PURIFICATION AND PROPERTIES OF KANAMYCIN-PHOSPHORYLATING ENZYME FROM PSEUDOMONAS AERUGINOSA

Abstract

Kanamycin-phosphorylating enzyme was extracted from Pseudomonas aeruginosa and purified by ammonium sulfate fractionation, Sephadex G-100 column and DEAE Sephadex A-50 column chromatography. This enzyme has no ATPase activity and catalyzes the reaction in which ATP reacts with kanamycin on an equimolar basis yielding kanamycin-3'-phosphate and ADP. Mg⁺⁺ is required for the reaction and can be substituted with Mn⁺⁺, Zn⁺⁺ or Co⁺⁺. The enzyme is protected from heat denaturation by the addition of kanamycin.
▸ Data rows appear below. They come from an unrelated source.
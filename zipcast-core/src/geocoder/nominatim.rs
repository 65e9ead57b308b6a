use async_trait::async_trait;
use reqwest::Client;
use serde::Deserialize;

use crate::{error::WeatherError, http::fetch_body, model::Coordinate};

use super::{Degrees, Geocoder};

/// Country scope for postal code searches.
const COUNTRY_CODES: &str = "us";

/// Geocoder backed by a Nominatim (OpenStreetMap) search endpoint.
#[derive(Debug, Clone)]
pub struct NominatimGeocoder {
    url: String,
    http: Client,
}

impl NominatimGeocoder {
    pub fn new(url: String, http: Client) -> Self {
        Self { url, http }
    }
}

#[derive(Debug, Deserialize)]
struct NominatimPlace {
    lat: Degrees,
    lon: Degrees,
    display_name: String,
}

#[async_trait]
impl Geocoder for NominatimGeocoder {
    async fn resolve(&self, postal_code: &str) -> Result<Coordinate, WeatherError> {
        tracing::debug!(postal_code, "geocoding via Nominatim");

        let request = self.http.get(&self.url).query(&[
            ("format", "json"),
            ("q", postal_code),
            ("countrycodes", COUNTRY_CODES),
            ("limit", "1"),
        ]);

        let body = fetch_body(request, "Nominatim search").await.map_err(|e| {
            tracing::warn!(postal_code, error = %format!("{e:#}"), "geocoding failed");
            WeatherError::lookup("Failed to get coordinates from zip code")
        })?;

        let places: Vec<NominatimPlace> = serde_json::from_str(&body).map_err(|e| {
            tracing::warn!(postal_code, error = %e, "unexpected Nominatim payload");
            WeatherError::lookup("Failed to get coordinates from zip code")
        })?;

        let place = places
            .into_iter()
            .next()
            .ok_or_else(|| WeatherError::lookup("not found"))?;

        let (latitude, longitude) = match (place.lat.value(), place.lon.value()) {
            (Some(lat), Some(lon)) => (lat, lon),
            _ => return Err(WeatherError::lookup("Failed to get coordinates from zip code")),
        };

        tracing::info!(postal_code, latitude, longitude, name = %place.display_name, "geocoded");

        Ok(Coordinate {
            latitude,
            longitude,
            display_name: place.display_name,
        })
    }
}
Substrates having the specific structures of 6-amino-6-deoxy-α-D-glucopyranosyl, 2, 6-diamino-2, 6-dideoxy-α-D-glucopyranosyl or 2-amino-z-deoxy-a-D-glucopyranosyl 2-deoxystreptamines are required for the reaction. Methyl 3-amino-3-deoxy-α-D-glucopyranoside and formycin are competitive inhibitors of kanamycin and ATP respectively. Adenosine shows stronger inhibition than ADP, AMP and adenine.